**WHAT THIS TASK INVOLVES:** The complete set of records below must be repeated precisely as given.

**Collected data entries:**
=== Begin Enclosure ===

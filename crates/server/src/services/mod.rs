// Services layer: business rules between the HTTP handlers and storage
//
// Mutations follow the same order everywhere: fetch the target, report
// NotFound if it is missing, then apply the ownership policy, then write.

pub mod comment;
pub mod news;
pub mod tag;

pub use comment::CommentService;
pub use news::NewsService;
pub use tag::TagService;

use crate::api::common::ApiError;
use crate::storage::{DuplicateKey, NewsRow};
use funpage_core::Owned;

/// Errors raised by the services
#[derive(Debug, thiserror::Error)]
pub enum ServiceError {
    #[error("{0} not found")]
    NotFound(&'static str),
    #[error("You are not allowed to modify this {0}")]
    Forbidden(&'static str),
    #[error("{0}")]
    Conflict(String),
    #[error(transparent)]
    Storage(anyhow::Error),
}

impl From<anyhow::Error> for ServiceError {
    fn from(e: anyhow::Error) -> Self {
        match e.downcast::<DuplicateKey>() {
            Ok(DuplicateKey(msg)) => ServiceError::Conflict(msg),
            Err(e) => ServiceError::Storage(e),
        }
    }
}

impl From<ServiceError> for ApiError {
    fn from(e: ServiceError) -> Self {
        match e {
            ServiceError::NotFound(_) => ApiError::NotFound(e.to_string()),
            ServiceError::Forbidden(_) => ApiError::Forbidden(e.to_string()),
            ServiceError::Conflict(msg) => ApiError::Conflict(msg),
            ServiceError::Storage(inner) => ApiError::Internal(inner),
        }
    }
}

impl Owned for NewsRow {
    fn owner(&self) -> &str {
        &self.author
    }
}

#[cfg(test)]
mod tests {
    use super::*;
    use axum::http::StatusCode;

    #[test]
    fn test_duplicate_key_becomes_conflict() {
        let err = ServiceError::from(anyhow::Error::from(crate::storage::duplicate_username()));
        assert!(matches!(&err, ServiceError::Conflict(msg) if msg == "Username already taken"));
        assert_eq!(ApiError::from(err).status(), StatusCode::CONFLICT);
    }

    #[test]
    fn test_other_storage_errors_stay_internal() {
        let err = ServiceError::from(anyhow::anyhow!("connection reset"));
        assert!(matches!(err, ServiceError::Storage(_)));
        assert_eq!(
            ApiError::from(err).status(),
            StatusCode::INTERNAL_SERVER_ERROR
        );
    }
}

=== End Enclosure ===

**EXERCISE ANSWER:**
filename crates/server/src/services/mod.rs
// Services layer: business rules between the HTTP handlers and storage
//
// Mutations follow the same order everywhere: fetch the target, report
// NotFound if it is missing, then apply the ownership policy, then write.

pub mod comment;
pub mod news;
pub mod tag;

pub use comment::CommentService;
pub use news::NewsService;
pub use tag::TagService;

use crate::api::common::ApiError;
use crate::storage::{DuplicateKey, NewsRow};
use funpage_core::Owned;

/// Errors raised by the services
#[derive(Debug, thiserror::Error)]
pub enum ServiceError {
    #[error("{0} not found")]
    NotFound(&'static str),
    #[error("You are not allowed to modify this {0}")]
    Forbidden(&'static str),
    #[error("{0}")]
    Conflict(String),
    #[error(transparent)]
    Storage(anyhow::Error),
}

impl From<anyhow::Error> for ServiceError {
    fn from(e: anyhow::Error) -> Self {
        match e.downcast::<DuplicateKey>() {
            Ok(DuplicateKey(msg)) => ServiceError::Conflict(msg),
            Err(e) => ServiceError::Storage(e),
        }
    }
}

impl From<ServiceError> for ApiError {
    fn from(e: ServiceError) -> Self {
        match e {
            ServiceError::NotFound(_) => ApiError::NotFound(e.to_string()),
            ServiceError::Forbidden(_) => ApiError::Forbidden(e.to_string()),
            ServiceError::Conflict(msg) => ApiError::Conflict(msg),
            ServiceError::Storage(inner) => ApiError::Internal(inner),
        }
    }
}

impl Owned for NewsRow {
    fn owner(&self) -> &str {
        &self.author
    }
}

#[cfg(test)]
mod tests {
    use super::*;
    use axum::http::StatusCode;

    #[test]
    fn test_duplicate_key_becomes_conflict() {
        let err = ServiceError::from(anyhow::Error::from(crate::storage::duplicate_username()));
        assert!(matches!(&err, ServiceError::Conflict(msg) if msg == "Username already taken"));
        assert_eq!(ApiError::from(err).status(), StatusCode::CONFLICT);
    }

    #[test]
    fn test_other_storage_errors_stay_internal() {
        let err = ServiceError::from(anyhow::anyhow!("connection reset"));
        assert!(matches!(err, ServiceError::Storage(_)));
        assert_eq!(
            ApiError::from(err).status(),
            StatusCode::INTERNAL_SERVER_ERROR
        );
    }
}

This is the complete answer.